Before the optical density of 0.6, both the xanthan and glucose M9 cultures had grown at roughly the same rate (0.54 μ), and this sample represents the closest measurement chronologically between the two conditions. At this density, the majority of proteins are already overabundant in the XUR (53%), although this is not yet significant for 7 of 15 of the proteins detected within the region, and only at this point was the mannose-6-phosphate isomerase ManA (GMCHHGAN_003838) detected and found to be significantly overabundant. This implies that early growth is potentially not exclusively dependent on xanthan as the sole carbon source, although the terminal mannose is likely already being metabolized before an optical density of 1.0 due to the significance of the mannose-6-phosphate isomerase, GH9, and GH3 in the xanthan condition at an OD_600_ of 0.6. This implies that at an OD_600_ of 0.6, there has been recognition of a limited number of elicitor signals and specific metabolites are being imported, although the majority of metabolic machinery is already significantly overabundant, which increases measurably when compared to all future time points.
At an OD_600_ of 1.0, 13 of the 15 proteins detected within the XUR in this experiment were significantly overabundant at this density. This means that at an OD_600_ of 1.0, 86% of the proteins detected in this region in this experiment are measured as significantly overabundant, including the xanthan lyase PL8, the GH9, the GH38, the GH3, and every transporter detected within the experiment. This is several more in absolute terms and almost twice as many in relative terms than were measured as overabundant at an OD_600_ of 0.6. This implies that substrate-triggered induction of the entire region occurs at some point between the optical density of 0.6 and 1.0. One transcriptional regulator (GMCHHGAN_003844) was only detected and significant at an OD_600_ of 0.6, while the other two (GMCHHGAN_003853 and GMCHHGAN_003839) gained significance going forward.
This implied induction carries over to the optical density of 1.8, where only the “first” transcriptional regulator (GMCHHGAN_003844) loses significance, and the N-acetyl glucosamine kinase (GMCHHGAN_003837) is no longer detected. The results imply that there are small changes in protein expression or degradation that occur between the optical densities of 1.0 and 1.8.

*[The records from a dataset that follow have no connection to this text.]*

use form_spec::{Compilation, Diagnostic, WriteReport};

/// Controls how much of a compilation the CLI prints.
#[derive(Copy, Clone, Eq, PartialEq)]
pub enum Verbosity {
    /// Written paths and warnings only.
    Clean,
    /// Also the derived fields and page metadata.
    Verbose,
}

impl Verbosity {
    pub fn from_verbose(verbose: bool) -> Self {
        if verbose {
            Verbosity::Verbose
        } else {
            Verbosity::Clean
        }
    }

    pub fn is_verbose(&self) -> bool {
        matches!(self, Verbosity::Verbose)
    }
}

pub struct Presenter {
    verbosity: Verbosity,
}

impl Presenter {
    pub fn new(verbosity: Verbosity) -> Self {
        Self { verbosity }
    }

    pub fn show_warnings(&self, warnings: &[Diagnostic]) {
        for warning in warnings {
            println!("warning: {}", warning);
        }
    }

    pub fn show_summary(&self, compilation: &Compilation) {
        if !self.verbosity.is_verbose() {
            return;
        }
        print!("{}", describe(compilation));
    }

    pub fn show_report(&self, report: &WriteReport) {
        for (artifact, path) in &report.written {
            println!("Wrote {} to {}", artifact, path.display());
        }
        for failure in &report.failures {
            eprintln!("error: {}", failure);
        }
    }
}

/// Human readable description of what a definition compiles to.
pub fn describe(compilation: &Compilation) -> String {
    let metadata = &compilation.model.metadata;
    let mut lines = Vec::new();
    lines.push(format!("Page title: {}", display_or_none(&metadata.title)));
    lines.push(format!(
        "Description: {}",
        display_or_none(&metadata.description)
    ));
    lines.push(format!("Image: {}", display_or_none(&metadata.image)));
    lines.push(format!(
        "Password protected: {}",
        if compilation.password().is_empty() {
            "no"
        } else {
            "yes"
        }
    ));
    lines.push(format!("Answer fields ({}):", compilation.schema_fields.len()));
    for field in &compilation.schema_fields {
        lines.push(format!(" - {} ({})", field.json_key, field.identifier_name));
    }
    let mut text = lines.join("\n");
    text.push('\n');
    text
}

fn display_or_none(value: &str) -> &str {
    if value.is_empty() { "<none>" } else { value }
}
pub mod field;
pub mod form;

pub use field::{FieldKind, FieldSpec};
pub use form::{ContentMember, FormModel, PageMetadata, SchemaField};
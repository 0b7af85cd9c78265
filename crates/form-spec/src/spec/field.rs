use std::fmt;

use schemars::JsonSchema;
use serde::{Deserialize, Serialize};

/// Element tag parsed from the selector of a definition line.
#[derive(Debug, Clone, PartialEq, Eq, Hash, Serialize, Deserialize)]
#[serde(from = "String", into = "String")]
pub enum FieldKind {
    FormTitle,
    FormDesc,
    FormImage,
    FormPassword,
    Input,
    Textarea,
    Number,
    Range,
    Radio,
    /// Anything outside the known set. Parsed, reported, never rendered.
    Other(String),
}

impl FieldKind {
    pub fn parse(tag: &str) -> Self {
        match tag {
            "form-title" => FieldKind::FormTitle,
            "form-desc" => FieldKind::FormDesc,
            "form-image" => FieldKind::FormImage,
            "form-password" => FieldKind::FormPassword,
            "input" => FieldKind::Input,
            "textarea" => FieldKind::Textarea,
            "number" => FieldKind::Number,
            "range" => FieldKind::Range,
            "radio" => FieldKind::Radio,
            other => FieldKind::Other(other.to_string()),
        }
    }

    pub fn as_str(&self) -> &str {
        match self {
            FieldKind::FormTitle => "form-title",
            FieldKind::FormDesc => "form-desc",
            FieldKind::FormImage => "form-image",
            FieldKind::FormPassword => "form-password",
            FieldKind::Input => "input",
            FieldKind::Textarea => "textarea",
            FieldKind::Number => "number",
            FieldKind::Range => "range",
            FieldKind::Radio => "radio",
            FieldKind::Other(tag) => tag,
        }
    }

    /// Page-level `form-*` kinds that never produce an answer member.
    pub fn is_metadata(&self) -> bool {
        matches!(
            self,
            FieldKind::FormTitle
                | FieldKind::FormDesc
                | FieldKind::FormImage
                | FieldKind::FormPassword
        )
    }

    /// Kinds that render a control and contribute one answer member.
    pub fn is_interactive(&self) -> bool {
        matches!(
            self,
            FieldKind::Input
                | FieldKind::Textarea
                | FieldKind::Number
                | FieldKind::Range
                | FieldKind::Radio
        )
    }
}

impl fmt::Display for FieldKind {
    fn fmt(&self, f: &mut fmt::Formatter<'_>) -> fmt::Result {
        f.write_str(self.as_str())
    }
}

impl From<String> for FieldKind {
    fn from(value: String) -> Self {
        FieldKind::parse(&value)
    }
}

impl From<FieldKind> for String {
    fn from(kind: FieldKind) -> Self {
        kind.as_str().to_string()
    }
}

/// One parsed definition line.
#[derive(Debug, Clone, PartialEq, Eq, Serialize, Deserialize, JsonSchema)]
pub struct FieldSpec {
    /// 1-based line number in the definition text.
    pub line: usize,
    #[schemars(with = "String")]
    pub kind: FieldKind,
    #[serde(default)]
    pub title: String,
    #[serde(default, skip_serializing_if = "Option::is_none")]
    pub explicit_key: Option<String>,
    #[serde(default)]
    pub raw_value: String,
}

impl FieldSpec {
    /// A line that could not be understood. The renderer ignores it.
    pub fn degraded(line: usize) -> Self {
        Self {
            line,
            kind: FieldKind::Other(String::new()),
            title: String::new(),
            explicit_key: None,
            raw_value: String::new(),
        }
    }
}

By the final measurement at 24 h for the glucose condition and 96 h for the xanthan conditions, 11 of 15 (73%) of the overall detected proteins within this region over the entire experiment were significantly overabundant. If we look at proteins detected at this time point, 91.6% of the proteins encoded within the XUR remain significantly overabundant at the end in the xanthan condition. Between the optical densities of 1.8 and these measurements at OD_600_ absorptions greater than 2.7, all of the proteins encoded in the XUR remain either equally overabundant or decreased in relative overabundance, implying that the xanthan degradation machinery is still in use but may be finished utilizing certain parts of the polysaccharide and is moving toward a stationary state.
Using this information, we can argue that the majority of xanthan degradation and utilization occurs between the optical densities of 0.6 and 2.7, specifically at optical densities of 1.0 and 1.8. At the stationary phase, it is likely that the xanthan has been almost entirely utilized or degraded, explaining Paenarthrobacter ilicis strain 6C’s ability to reduce the culture medium viscosity to undetectable levels in the initial isolation experiments. The lack of mannose-6-phosphate isomerase class I (GMCHHGAN_003838) past an OD_600_ of 0.6 leads to it becoming undetectable by an OD_600_ greater than 2.7.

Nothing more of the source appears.